### Task description
Find every line in the records that holds the string "crate". Copy each one.
********************
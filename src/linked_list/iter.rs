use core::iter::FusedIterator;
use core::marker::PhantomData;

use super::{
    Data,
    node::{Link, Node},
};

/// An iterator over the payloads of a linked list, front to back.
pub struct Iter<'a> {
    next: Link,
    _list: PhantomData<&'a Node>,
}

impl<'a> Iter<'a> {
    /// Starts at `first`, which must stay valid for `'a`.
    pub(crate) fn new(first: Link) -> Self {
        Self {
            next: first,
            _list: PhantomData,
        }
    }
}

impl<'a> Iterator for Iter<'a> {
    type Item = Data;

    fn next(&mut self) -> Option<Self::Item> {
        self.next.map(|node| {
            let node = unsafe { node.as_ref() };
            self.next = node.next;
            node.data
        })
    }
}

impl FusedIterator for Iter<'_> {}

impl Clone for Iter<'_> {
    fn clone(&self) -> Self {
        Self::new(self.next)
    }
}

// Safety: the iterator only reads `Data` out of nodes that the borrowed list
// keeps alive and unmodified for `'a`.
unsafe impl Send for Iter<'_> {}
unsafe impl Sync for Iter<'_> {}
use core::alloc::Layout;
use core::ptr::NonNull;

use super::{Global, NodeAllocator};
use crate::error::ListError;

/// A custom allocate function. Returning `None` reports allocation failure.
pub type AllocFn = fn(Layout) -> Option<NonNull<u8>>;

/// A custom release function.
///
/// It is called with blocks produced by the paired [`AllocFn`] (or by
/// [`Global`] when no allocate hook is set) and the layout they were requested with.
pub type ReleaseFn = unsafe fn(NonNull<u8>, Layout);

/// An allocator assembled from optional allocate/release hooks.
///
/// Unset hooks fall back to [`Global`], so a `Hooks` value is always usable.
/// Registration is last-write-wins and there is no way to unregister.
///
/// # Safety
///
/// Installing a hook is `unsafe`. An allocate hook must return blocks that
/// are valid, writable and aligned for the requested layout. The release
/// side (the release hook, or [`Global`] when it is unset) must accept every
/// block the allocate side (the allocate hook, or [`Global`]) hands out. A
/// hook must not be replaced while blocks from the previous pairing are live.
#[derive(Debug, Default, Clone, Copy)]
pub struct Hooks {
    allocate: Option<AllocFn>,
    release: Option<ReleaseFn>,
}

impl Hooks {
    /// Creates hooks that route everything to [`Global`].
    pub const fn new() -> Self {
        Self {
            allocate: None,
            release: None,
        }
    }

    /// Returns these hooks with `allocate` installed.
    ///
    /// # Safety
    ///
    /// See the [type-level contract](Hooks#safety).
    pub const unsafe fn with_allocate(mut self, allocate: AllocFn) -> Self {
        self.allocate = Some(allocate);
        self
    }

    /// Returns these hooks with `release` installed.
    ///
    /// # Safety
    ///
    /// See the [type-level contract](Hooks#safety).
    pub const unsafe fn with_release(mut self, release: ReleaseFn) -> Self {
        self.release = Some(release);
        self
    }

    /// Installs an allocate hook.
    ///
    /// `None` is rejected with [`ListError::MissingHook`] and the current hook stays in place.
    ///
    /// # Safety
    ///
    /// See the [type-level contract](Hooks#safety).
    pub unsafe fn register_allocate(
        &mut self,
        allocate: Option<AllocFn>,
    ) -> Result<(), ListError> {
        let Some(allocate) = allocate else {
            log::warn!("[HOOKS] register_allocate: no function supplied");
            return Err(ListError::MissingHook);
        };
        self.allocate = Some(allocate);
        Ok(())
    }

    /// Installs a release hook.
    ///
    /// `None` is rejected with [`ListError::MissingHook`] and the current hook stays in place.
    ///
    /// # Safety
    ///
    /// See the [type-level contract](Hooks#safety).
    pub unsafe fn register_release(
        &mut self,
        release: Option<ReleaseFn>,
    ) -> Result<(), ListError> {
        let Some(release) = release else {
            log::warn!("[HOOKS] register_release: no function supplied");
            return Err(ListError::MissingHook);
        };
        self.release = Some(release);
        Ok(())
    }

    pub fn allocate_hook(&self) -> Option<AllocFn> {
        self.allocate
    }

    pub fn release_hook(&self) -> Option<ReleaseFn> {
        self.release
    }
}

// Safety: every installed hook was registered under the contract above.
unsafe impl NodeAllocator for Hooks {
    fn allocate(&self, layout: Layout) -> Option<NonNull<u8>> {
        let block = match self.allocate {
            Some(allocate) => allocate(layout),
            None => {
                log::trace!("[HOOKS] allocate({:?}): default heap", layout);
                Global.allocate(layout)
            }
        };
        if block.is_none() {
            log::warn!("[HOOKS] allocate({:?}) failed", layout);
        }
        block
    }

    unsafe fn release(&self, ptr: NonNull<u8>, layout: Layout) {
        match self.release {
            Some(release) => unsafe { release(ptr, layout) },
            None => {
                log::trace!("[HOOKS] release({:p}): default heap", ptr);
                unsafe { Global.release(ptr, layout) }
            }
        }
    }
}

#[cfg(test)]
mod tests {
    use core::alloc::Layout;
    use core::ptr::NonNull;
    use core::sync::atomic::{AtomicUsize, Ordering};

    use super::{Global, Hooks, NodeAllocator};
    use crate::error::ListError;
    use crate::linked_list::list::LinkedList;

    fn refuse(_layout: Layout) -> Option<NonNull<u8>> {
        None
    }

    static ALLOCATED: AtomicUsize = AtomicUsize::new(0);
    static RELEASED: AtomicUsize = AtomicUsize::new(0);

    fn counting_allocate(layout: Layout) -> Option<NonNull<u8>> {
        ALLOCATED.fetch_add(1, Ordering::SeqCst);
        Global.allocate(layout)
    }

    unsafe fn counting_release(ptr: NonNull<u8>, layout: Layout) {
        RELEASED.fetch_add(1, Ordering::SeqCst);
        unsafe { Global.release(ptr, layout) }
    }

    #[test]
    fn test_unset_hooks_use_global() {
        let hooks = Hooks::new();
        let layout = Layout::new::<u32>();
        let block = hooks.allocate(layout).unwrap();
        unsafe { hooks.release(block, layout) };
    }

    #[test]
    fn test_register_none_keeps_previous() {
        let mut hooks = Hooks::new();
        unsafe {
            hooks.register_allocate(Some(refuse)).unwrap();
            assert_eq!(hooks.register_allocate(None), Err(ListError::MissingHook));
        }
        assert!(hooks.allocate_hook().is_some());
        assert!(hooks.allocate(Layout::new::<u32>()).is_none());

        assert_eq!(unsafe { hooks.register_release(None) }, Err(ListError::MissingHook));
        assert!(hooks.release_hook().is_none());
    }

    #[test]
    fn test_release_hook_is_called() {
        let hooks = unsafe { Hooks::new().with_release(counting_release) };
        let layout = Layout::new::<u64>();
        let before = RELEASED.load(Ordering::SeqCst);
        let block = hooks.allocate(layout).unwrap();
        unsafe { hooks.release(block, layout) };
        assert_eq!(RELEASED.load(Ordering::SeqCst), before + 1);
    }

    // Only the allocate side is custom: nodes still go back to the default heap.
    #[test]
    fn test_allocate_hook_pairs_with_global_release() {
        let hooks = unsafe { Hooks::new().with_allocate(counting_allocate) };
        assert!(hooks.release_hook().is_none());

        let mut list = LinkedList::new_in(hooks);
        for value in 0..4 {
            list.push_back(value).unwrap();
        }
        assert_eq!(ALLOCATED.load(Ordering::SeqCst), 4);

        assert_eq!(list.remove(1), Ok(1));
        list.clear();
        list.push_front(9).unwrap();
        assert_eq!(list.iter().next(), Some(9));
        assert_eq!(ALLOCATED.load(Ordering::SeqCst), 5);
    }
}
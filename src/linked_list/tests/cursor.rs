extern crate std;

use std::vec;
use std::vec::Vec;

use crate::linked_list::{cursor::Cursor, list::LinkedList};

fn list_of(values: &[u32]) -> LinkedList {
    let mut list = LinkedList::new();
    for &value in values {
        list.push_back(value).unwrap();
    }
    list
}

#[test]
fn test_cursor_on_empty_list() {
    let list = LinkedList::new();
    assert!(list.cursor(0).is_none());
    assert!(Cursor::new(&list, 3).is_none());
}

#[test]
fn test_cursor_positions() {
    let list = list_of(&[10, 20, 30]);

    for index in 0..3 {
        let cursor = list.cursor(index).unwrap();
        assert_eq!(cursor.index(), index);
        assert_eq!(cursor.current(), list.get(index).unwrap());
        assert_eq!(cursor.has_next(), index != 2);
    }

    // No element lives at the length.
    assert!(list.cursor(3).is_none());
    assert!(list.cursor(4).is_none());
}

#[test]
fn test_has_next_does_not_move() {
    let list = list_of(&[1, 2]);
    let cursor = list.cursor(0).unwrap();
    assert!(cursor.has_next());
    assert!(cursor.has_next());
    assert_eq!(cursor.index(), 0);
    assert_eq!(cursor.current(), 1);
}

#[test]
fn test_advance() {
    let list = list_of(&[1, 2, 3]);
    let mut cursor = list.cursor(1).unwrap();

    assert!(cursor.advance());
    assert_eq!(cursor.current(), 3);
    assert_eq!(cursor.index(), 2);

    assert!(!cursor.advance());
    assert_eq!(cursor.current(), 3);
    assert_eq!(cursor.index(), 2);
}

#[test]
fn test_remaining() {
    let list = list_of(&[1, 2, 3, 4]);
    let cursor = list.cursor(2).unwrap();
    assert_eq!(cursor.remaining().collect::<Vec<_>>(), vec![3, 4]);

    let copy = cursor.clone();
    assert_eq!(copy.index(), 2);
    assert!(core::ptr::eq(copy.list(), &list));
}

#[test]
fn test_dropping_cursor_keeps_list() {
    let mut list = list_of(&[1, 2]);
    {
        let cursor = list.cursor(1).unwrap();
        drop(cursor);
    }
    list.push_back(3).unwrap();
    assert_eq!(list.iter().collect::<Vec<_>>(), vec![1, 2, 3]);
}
********************
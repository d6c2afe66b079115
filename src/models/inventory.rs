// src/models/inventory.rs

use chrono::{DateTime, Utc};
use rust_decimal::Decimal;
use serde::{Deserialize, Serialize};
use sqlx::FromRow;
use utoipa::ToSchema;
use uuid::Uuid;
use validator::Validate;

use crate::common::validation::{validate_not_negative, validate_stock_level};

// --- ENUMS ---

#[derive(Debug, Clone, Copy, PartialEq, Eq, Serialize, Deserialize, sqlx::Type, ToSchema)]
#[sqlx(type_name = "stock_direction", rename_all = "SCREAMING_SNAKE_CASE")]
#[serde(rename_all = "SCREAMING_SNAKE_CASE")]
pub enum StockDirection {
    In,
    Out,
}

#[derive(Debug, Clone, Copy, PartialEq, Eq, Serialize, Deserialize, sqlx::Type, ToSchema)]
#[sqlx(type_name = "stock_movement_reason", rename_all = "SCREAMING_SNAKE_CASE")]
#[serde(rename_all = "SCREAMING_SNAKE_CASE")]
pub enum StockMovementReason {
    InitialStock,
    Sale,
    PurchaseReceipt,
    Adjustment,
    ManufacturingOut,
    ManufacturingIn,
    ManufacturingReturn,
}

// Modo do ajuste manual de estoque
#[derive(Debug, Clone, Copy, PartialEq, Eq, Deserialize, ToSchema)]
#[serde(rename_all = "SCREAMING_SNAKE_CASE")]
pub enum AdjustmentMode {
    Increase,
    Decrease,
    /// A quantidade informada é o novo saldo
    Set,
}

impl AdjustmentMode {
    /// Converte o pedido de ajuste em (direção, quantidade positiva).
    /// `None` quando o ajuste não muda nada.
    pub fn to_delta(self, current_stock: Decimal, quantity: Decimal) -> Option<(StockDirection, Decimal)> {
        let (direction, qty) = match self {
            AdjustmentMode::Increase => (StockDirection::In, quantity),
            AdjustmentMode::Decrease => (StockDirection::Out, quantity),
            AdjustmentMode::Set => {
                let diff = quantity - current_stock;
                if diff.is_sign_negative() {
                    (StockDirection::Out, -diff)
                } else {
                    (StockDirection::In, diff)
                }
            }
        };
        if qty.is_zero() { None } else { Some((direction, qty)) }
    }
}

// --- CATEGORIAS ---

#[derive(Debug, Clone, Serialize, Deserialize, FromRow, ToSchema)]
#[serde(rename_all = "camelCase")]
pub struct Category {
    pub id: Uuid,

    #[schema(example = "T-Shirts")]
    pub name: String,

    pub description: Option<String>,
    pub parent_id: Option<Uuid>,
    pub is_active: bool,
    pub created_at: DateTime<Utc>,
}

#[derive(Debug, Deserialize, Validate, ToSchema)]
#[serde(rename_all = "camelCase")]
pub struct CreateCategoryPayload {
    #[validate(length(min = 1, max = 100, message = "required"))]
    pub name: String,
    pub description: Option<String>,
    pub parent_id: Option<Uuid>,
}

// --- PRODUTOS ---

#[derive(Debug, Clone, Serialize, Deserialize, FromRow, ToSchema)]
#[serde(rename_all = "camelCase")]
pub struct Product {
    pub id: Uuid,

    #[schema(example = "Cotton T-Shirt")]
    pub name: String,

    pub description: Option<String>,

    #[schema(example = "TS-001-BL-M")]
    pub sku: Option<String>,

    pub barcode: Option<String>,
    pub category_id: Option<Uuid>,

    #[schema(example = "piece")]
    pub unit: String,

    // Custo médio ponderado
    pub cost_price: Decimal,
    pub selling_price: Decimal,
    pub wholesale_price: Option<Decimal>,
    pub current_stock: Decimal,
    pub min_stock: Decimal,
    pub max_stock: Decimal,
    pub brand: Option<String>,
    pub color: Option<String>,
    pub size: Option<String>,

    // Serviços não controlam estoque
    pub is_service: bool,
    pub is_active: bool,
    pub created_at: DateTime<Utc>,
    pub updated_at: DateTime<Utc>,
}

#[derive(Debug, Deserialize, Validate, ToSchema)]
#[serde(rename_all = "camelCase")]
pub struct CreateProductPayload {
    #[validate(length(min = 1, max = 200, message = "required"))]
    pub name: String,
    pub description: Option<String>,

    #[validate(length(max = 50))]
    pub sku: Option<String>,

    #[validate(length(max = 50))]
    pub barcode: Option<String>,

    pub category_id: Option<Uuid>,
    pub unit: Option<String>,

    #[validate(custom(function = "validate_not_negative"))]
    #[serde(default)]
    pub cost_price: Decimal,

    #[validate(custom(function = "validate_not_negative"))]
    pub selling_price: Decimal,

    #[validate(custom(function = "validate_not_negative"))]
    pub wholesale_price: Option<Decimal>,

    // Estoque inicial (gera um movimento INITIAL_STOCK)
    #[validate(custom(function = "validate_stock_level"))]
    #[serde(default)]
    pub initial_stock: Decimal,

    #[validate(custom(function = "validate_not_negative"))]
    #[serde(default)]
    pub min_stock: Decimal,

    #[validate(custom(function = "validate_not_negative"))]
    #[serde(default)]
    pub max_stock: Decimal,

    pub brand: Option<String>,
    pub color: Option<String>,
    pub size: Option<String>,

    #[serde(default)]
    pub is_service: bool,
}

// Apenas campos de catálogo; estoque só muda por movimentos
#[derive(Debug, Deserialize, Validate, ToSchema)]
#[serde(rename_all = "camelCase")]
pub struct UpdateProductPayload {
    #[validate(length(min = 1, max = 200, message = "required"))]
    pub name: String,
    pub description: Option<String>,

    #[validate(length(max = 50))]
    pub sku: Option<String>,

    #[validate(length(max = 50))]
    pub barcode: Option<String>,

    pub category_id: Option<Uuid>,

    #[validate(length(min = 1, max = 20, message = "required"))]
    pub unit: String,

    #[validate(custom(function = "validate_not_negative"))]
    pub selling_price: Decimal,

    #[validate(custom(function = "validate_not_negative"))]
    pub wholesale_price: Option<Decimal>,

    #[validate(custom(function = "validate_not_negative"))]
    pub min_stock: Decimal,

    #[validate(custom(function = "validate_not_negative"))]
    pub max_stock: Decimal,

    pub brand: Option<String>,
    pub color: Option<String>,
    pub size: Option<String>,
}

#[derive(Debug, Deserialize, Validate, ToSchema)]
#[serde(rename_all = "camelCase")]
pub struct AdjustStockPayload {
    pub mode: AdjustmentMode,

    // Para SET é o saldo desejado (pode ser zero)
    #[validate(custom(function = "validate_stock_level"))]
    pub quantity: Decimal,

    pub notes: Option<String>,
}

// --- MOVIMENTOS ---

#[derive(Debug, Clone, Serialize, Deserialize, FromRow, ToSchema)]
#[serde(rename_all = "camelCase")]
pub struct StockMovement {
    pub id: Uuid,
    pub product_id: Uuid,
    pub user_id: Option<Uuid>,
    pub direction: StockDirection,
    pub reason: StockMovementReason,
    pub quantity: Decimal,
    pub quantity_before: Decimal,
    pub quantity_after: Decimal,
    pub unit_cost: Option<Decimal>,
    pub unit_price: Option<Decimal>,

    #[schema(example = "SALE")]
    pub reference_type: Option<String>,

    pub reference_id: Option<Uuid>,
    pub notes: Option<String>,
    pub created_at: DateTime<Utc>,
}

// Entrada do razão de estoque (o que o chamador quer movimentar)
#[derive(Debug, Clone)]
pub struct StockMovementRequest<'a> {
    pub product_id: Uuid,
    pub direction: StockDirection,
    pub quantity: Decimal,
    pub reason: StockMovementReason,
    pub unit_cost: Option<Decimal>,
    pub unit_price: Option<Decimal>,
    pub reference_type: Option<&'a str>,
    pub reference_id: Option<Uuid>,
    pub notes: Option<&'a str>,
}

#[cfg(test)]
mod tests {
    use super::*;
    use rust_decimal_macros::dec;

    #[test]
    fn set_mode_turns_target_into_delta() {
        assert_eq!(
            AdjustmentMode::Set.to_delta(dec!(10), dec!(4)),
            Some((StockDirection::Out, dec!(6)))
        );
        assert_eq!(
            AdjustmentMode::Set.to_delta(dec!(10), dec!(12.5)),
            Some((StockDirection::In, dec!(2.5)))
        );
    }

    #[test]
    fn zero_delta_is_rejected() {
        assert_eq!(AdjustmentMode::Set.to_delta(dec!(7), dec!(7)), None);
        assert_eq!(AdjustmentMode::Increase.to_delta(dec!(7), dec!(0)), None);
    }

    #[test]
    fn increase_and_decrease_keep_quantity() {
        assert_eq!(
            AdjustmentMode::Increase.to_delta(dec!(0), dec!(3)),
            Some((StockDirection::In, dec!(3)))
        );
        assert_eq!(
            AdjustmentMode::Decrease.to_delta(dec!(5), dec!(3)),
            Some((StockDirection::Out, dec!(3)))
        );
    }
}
********************
### Written answer
    pub(crate) fn new(first: Link) -> Self {
use crate::error::ListError;
    use crate::error::ListError;
    use crate::linked_list::list::LinkedList;
extern crate std;
use crate::linked_list::{cursor::Cursor, list::LinkedList};
use crate::common::validation::{validate_not_negative, validate_stock_level};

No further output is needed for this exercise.